United States Bankruptcy Court for the Middle District of Florida, Tampa Division
Celotex and Carey Canada, Inc., manufactured products containing asbestos, for which several suits had been brought against them. The companies sought coverage through their insurance for these claims by establishing that the presence of asbestos in buildings is property damage in itself, and should be covered by their insurance policies through AIU. The court found that in the cases brought, the presence of asbestos at a level which could cause human harm was an “occurrence” under the policies, and insurance companies could be liable for asbestos as property damage.
152 B.R. 647
Developers Diversified of Tenn., Inc. v. Tokio Marine & Fire Ins. Co.
United States District Court for the Middle District of Tennessee, Nashville Division, 2016
Following the collapse of a store roof insured by Tokio, they sued the developer for failing to make sure the building was up to code, and for negligence of the inspectors. Over the years before Tokio’s purchase, the building was inspected on numerous occasions by both private and city inspectors, none of whom found fault in the design, and City inspectors certified the design as in line with code. The court found that Developers, meeting the City’s standards, and without any evidence of faulty design that could be found by the various inspectors, had no liability to ensure the roof’s efficacy, and that Tokio failed to prove by a preponderance of the evidence that there was any violation.
Prudential Ins. Co of Am. v. Jefferson Assoc.
Supreme Court of Texas, 1995
Plaintiff purchased an office building “as is” from Prudential. Three years after the purchase, while attempting to refinance the building, Plaintiff had to prove that the building contained no asbestos. He received a letter from the architects which said as much; however, when the building was inspected, asbestos was discovered. Plaintiff sued Prudential for fraud, negligence, breach of the duty of good faith and fair dealing, and deceptive trade practices. The court found that the only way to find asbestos was through inspection. Because the plaintiff bought the building “as is,” Prudential made no attempts to interfere with Plaintiff’s inspection, and as they were themselves unaware of the presence of asbestos, Plaintiff could not recover.
896 S.W.2d 156
Northpoint Props. v. Charter One Banks
Court of Appeals of Ohio, Eighth Appellate District, Cuyahoga County, 2014
Charter One obtained a commercial building in 1996 though a deed in lieu of foreclosure. They had the building inspected, and it was suggested that a fire-protection expert be retained to recommend changes to the building’s hose and sprinkler systems, which Charter One did not act on.
Northpoint expressed interest in the property in 1997, and as there were no reported major issues or code violations, they purchased it “as is” without hiring an inspector. Charter One had provided inspection reports, but only the ones more favorable than the one recommending substantial changes. After discovering some problems, Northpoint hired an inspector and paid $280,000 to repair water lines and the fire-suppression system, and to install a fire pump.

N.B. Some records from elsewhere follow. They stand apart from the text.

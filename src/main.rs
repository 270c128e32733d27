//! Hilbert gene table generator
//!
//! Prints the Gray code, inverse Gray code and gene tables of every dimension
//! from 1 to the requested one as C array declarations.
//!
//! ```bash
//! # Tables for 1 to 10 dimensions, on stdout
//! hilbert-genes 10
//!
//! # Same thing, as a standalone header
//! hilbert-genes 10 --header N10_H --output N10.h
//!
//! # Log progress
//! hilbert-genes -vv 10 > N10.inc
//! RUST_LOG=hilbert_genes=trace hilbert-genes 4
//! ```
//!
//! Beware that output size grows as 2^N: above 20 dimensions, the generated
//! sources weigh multiple megabytes.

use std::{
    fs::File,
    io::{self, BufWriter, Write},
    path::PathBuf,
};

use anyhow::{Context, Result};
use clap::Parser;
use hilbert_genes::{emit, Config, NumBits, MAX_DIMENSION};
use tracing::info;
use tracing_subscriber::{fmt, EnvFilter};

/// Generate the lookup tables of N-dimensional Hilbert curves as C arrays
#[derive(Debug, Parser)]
#[command(name = "hilbert-genes", version, about)]
struct Cli {
    /// Highest number of dimensions to generate tables for
    #[arg(value_parser = clap::value_parser!(NumBits).range(1..=i64::from(MAX_DIMENSION)))]
    dimension: NumBits,

    /// Write the tables to this file instead of stdout
    #[arg(short, long, value_name = "FILE")]
    output: Option<PathBuf>,

    /// Emit a standalone C header with this include guard
    #[arg(long, value_name = "GUARD")]
    header: Option<String>,

    /// Check the consistency of every table set before writing it
    #[arg(long)]
    check: bool,

    /// Verbosity level (-v, -vv, -vvv)
    #[arg(short, long, action = clap::ArgAction::Count)]
    verbose: u8,
}
//
impl Cli {
    /// Translate command-line arguments into generator configuration
    fn config(&self) -> hilbert_genes::Result<Config> {
        let config = Config::new(self.dimension)?.with_invariant_checks(self.check);
        match &self.header {
            Some(guard) => config.with_header_guard(guard.as_str()),
            None => Ok(config),
        }
    }
}

fn main() -> Result<()> {
    let cli = Cli::parse();

    // Logs go to stderr so that stdout only carries generated code
    let filter = match cli.verbose {
        0 => EnvFilter::try_from_default_env().unwrap_or_else(|_| EnvFilter::new("warn")),
        1 => EnvFilter::new("info"),
        2 => EnvFilter::new("debug"),
        _ => EnvFilter::new("trace"),
    };
    fmt()
        .with_env_filter(filter)
        .with_writer(io::stderr)
        .init();

    let config = cli.config().context("Invalid configuration")?;
    let out: Box<dyn Write> = match &cli.output {
        Some(path) => {
            info!(path = %path.display(), "writing tables to file");
            let file = File::create(path)
                .with_context(|| format!("Failed to create {}", path.display()))?;
            Box::new(BufWriter::new(file))
        }
        None => Box::new(BufWriter::new(io::stdout().lock())),
    };
    emit::generate(&config, out).context("Failed to generate Hilbert tables")?;
    Ok(())
}
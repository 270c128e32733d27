//! Entry/exit orientation of the Hilbert curve within each sub-cell
//!
//! At each level of recursion, the Hilbert curve enters every sub-cell at one
//! corner and leaves it through another. Knowing these two corners for every
//! sub-cell of the Gray code ordering is what later allows us to tell how
//! coordinate axes must be reflected and exchanged when descending into it.

use crate::{bits::BitVector, NumBits};
use tracing::trace;

/// Corners through which the curve enters and exits a sub-cell
#[derive(Clone, Debug, PartialEq, Eq, Hash)]
pub struct State {
    /// Corner through which the curve enters the sub-cell
    pub entry: BitVector,

    /// Corner through which the curve leaves the sub-cell
    pub exit: BitVector,
}

/// State table: one [`State`] per Gray code index
pub type StateTable = Box<[State]>;

/// Derive the state table associated with a Gray code
///
/// Each state depends on previously computed states, including "mirror"
/// states from the first half of the table when computing the second half,
/// so the table is built in increasing index order.
///
pub fn derive(gray: &[BitVector]) -> StateTable {
    let mut states = Vec::with_capacity(gray.len());
    for idx in 0..gray.len() {
        let state = state_at(idx, gray, &states);
        states.push(state);
    }
    states.into_boxed_slice()
}

/// Compute the state of Gray code index `idx`
///
/// `previous` must contain the states of all indices below `idx`.
///
pub fn state_at(idx: usize, gray: &[BitVector], previous: &[State]) -> State {
    let num_cells = gray.len();
    debug_assert!(num_cells.is_power_of_two() && num_cells >= 2);
    assert_eq!(
        previous.len(),
        idx,
        "States must be computed in increasing index order"
    );
    let dimension = gray[0].len();
    let half = num_cells >> 1;

    match idx {
        // Curve start: enter at the first Gray code corner and move along the
        // first Gray code step
        0 => {
            let entry = gray[0].clone();
            let exit = &entry ^ &(&gray[0] ^ &gray[1]);
            State { entry, exit }
        }

        // First half: enter where the previous sub-cell left, shifted by the
        // Gray code step that led us here
        _ if idx < half => {
            let entry = &previous[idx - 1].exit ^ &(&gray[idx - 1] ^ &gray[idx]);
            let step = &gray[idx] ^ &gray[idx + 1];
            let exit = if &entry & &step == &gray[idx] & &step {
                &entry ^ &step
            } else {
                // Several exits are compatible with the entry here. Any of them
                // gives a valid curve, take the first one in axis order so that
                // the output is reproducible.
                trace!(idx, %entry, %step, "ambiguous exit, picking first candidate axis");
                first_exit_candidate(dimension, &entry, &step)
            };
            State { entry, exit }
        }

        // Midpoint: mirror of the last state of the first half, crossing over
        // the top axis
        _ if idx == half => {
            let mirror = &previous[num_cells - idx - 1];
            let entry = &mirror.exit ^ &BitVector::unit(dimension, 0);
            let exit = &entry ^ &(&mirror.entry ^ &mirror.exit);
            State { entry, exit }
        }

        // Second half: built from mirror states of the first half
        _ => {
            let mirror = &previous[num_cells - idx];
            let prev_mirror = &previous[num_cells - idx - 1];
            let entry = &previous[idx - 1].exit ^ &(&mirror.entry ^ &prev_mirror.exit);
            let exit = &entry ^ &(&prev_mirror.entry ^ &prev_mirror.exit);
            State { entry, exit }
        }
    }
}

// Exit chosen when the Gray code step does not determine it: flip the first
// axis whose unit vector differs from the step
fn first_exit_candidate(dimension: NumBits, entry: &BitVector, step: &BitVector) -> BitVector {
    (0..dimension)
        .map(|axis| BitVector::unit(dimension, axis))
        .find(|unit| unit != step)
        .map(|unit| entry ^ &unit)
        .unwrap_or_else(|| unreachable!("Ambiguous exits only arise for dimension >= 2"))
}

#[cfg(test)]
mod tests {
    use super::*;
    use crate::gray;

    fn packed(dimension: NumBits) -> Vec<[u32; 2]> {
        derive(&gray::build(dimension))
            .iter()
            .map(|state| [state.entry.pack(), state.exit.pack()])
            .collect()
    }

    #[test]
    fn worked_tables() {
        assert_eq!(packed(1), [[0, 1], [0, 1]]);
        assert_eq!(packed(2), [[0, 1], [0, 2], [0, 2], [3, 2]]);
        assert_eq!(
            packed(3),
            [
                [0, 1],
                [0, 2],
                [0, 4],
                [5, 7],
                [3, 1],
                [0, 4],
                [6, 4],
                [5, 4]
            ]
        );
        assert_eq!(
            packed(4),
            [
                [0, 1],
                [0, 2],
                [0, 8],
                [9, 13],
                [9, 1],
                [0, 8],
                [10, 2],
                [3, 11],
                [3, 11],
                [10, 2],
                [0, 8],
                [9, 1],
                [5, 1],
                [0, 8],
                [10, 8],
                [9, 8]
            ]
        );
    }

    // In 3D, index 2 goes through the ambiguous branch: entry 000, step 001
    #[test]
    fn tie_break() {
        let codes = gray::build(3);
        let states = derive(&codes);
        let entry = &states[2].entry;
        let step = &codes[2] ^ &codes[3];
        assert_ne!(entry & &step, &codes[2] & &step);
        assert_eq!(
            first_exit_candidate(3, entry, &step),
            BitVector::unit(3, 0)
        );
        assert_eq!(states[2].exit, BitVector::unit(3, 0));
    }

    #[test]
    fn per_index() {
        let codes = gray::build(4);
        let states = derive(&codes);
        for idx in 0..codes.len() {
            assert_eq!(state_at(idx, &codes, &states[..idx]), states[idx]);
        }
    }

    #[test]
    #[should_panic]
    fn out_of_order() {
        let codes = gray::build(2);
        state_at(2, &codes, &[]);
    }

    #[test]
    fn entry_differs_from_exit() {
        for dimension in 1..=10 {
            let codes = gray::build(dimension);
            for (idx, state) in derive(&codes).iter().enumerate() {
                assert_ne!(
                    state.entry, state.exit,
                    "State {idx} of dimension {dimension} enters and exits at the same corner"
                );
                assert_eq!(state.entry.len(), dimension);
            }
        }
    }

    #[test]
    fn deterministic() {
        for dimension in 1..=8 {
            let codes = gray::build(dimension);
            assert_eq!(derive(&codes), derive(&codes));
        }
    }
}
//! Generator configuration

use crate::{
    error::{Error, Result},
    NumBits, MAX_DIMENSION,
};
use tracing::warn;

/// Dimension above which generated sources get uncomfortably large
pub const LARGE_DIMENSION: NumBits = 20;

/// What to generate, and how to wrap it
#[derive(Clone, Debug, PartialEq, Eq)]
pub struct Config {
    max_dimension: NumBits,
    header_guard: Option<String>,
    check_invariants: bool,
}
//
impl Config {
    /// Generate tables for every dimension from 1 to `max_dimension`
    pub fn new(max_dimension: NumBits) -> Result<Self> {
        check_dimension(max_dimension)?;
        if max_dimension > LARGE_DIMENSION {
            warn!(
                max_dimension,
                "tables grow as 2^N, output above {LARGE_DIMENSION} dimensions will be huge"
            );
        }
        Ok(Self {
            max_dimension,
            header_guard: None,
            check_invariants: false,
        })
    }

    /// Wrap the output into a C header with the given include guard
    pub fn with_header_guard(mut self, guard: impl Into<String>) -> Result<Self> {
        let guard = guard.into();
        if !is_c_identifier(&guard) {
            return Err(Error::InvalidHeaderGuard(guard));
        }
        self.header_guard = Some(guard);
        Ok(self)
    }

    /// Check every table set for consistency before emitting it
    pub fn with_invariant_checks(mut self, enabled: bool) -> Self {
        self.check_invariants = enabled;
        self
    }

    /// Highest dimension to generate tables for
    pub fn max_dimension(&self) -> NumBits {
        self.max_dimension
    }

    /// Include guard of the generated header, if any
    pub fn header_guard(&self) -> Option<&str> {
        self.header_guard.as_deref()
    }

    /// Truth that table sets are checked before emission
    pub fn check_invariants(&self) -> bool {
        self.check_invariants
    }
}

/// Ensure that tables can be generated for a certain dimension
pub fn check_dimension(dimension: NumBits) -> Result<()> {
    if (1..=MAX_DIMENSION).contains(&dimension) {
        Ok(())
    } else {
        Err(Error::InvalidDimension {
            dimension,
            max: MAX_DIMENSION,
        })
    }
}

fn is_c_identifier(name: &str) -> bool {
    let mut chars = name.chars();
    match chars.next() {
        Some(c) if c.is_ascii_alphabetic() || c == '_' => {
            chars.all(|c| c.is_ascii_alphanumeric() || c == '_')
        }
        _ => false,
    }
}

Northpoint sued Charter One for fraud. The court found that their failure to disclose the inspection report that found significant flaws was fraudulent, and awarded Northpoint the cost to repair, a figure which was higher than the trial court’s award of the loss in value.
Washington Courte Condo. Assoc. – Four v. Washington-Golf Corp.
Appellate Court of Illinois, First District, First Division, 1994
During construction of the condos and after its completion, Washington-Golf was aware of issues with leaking due to structural problems, but rented out the units anyway. Unit owners reported water leaking, and the developers assured them that the problems were minor and unit-specific, and had been, or soon would be, cured. None of the problems were readily apparent without careful inspection by an expert. Without disclosing the problems, nor making any attempts to remedy, Washington-Golf transferred the property to Washington Courte. Washington-Golf assured Courte in this process that there were no problems with the property. Following the purchase, Courte hired an inspector, who discovered defects. The court found Golf liable for misrepresentation, and that they should have either made efforts to repair or to reveal the defects before the sale.
267 Ill. App. 3d. 790
Nat’l Fire & Marine Ins. Co. v. 3327 W. 47th Place, LLC
United States District Court for the Northern District of Illinois, Eastern Division, 2017
Fire & Marine’s insurance coverage required safeguards, including an “Automatic Burglary Alarm, protecting the entire building that sends signals to an outside central station or a police station,” in order to cover fire damage. When 47th Place was damaged in a fire, Fire & Marine sought a declaration of no coverage due to failure to maintain alarms.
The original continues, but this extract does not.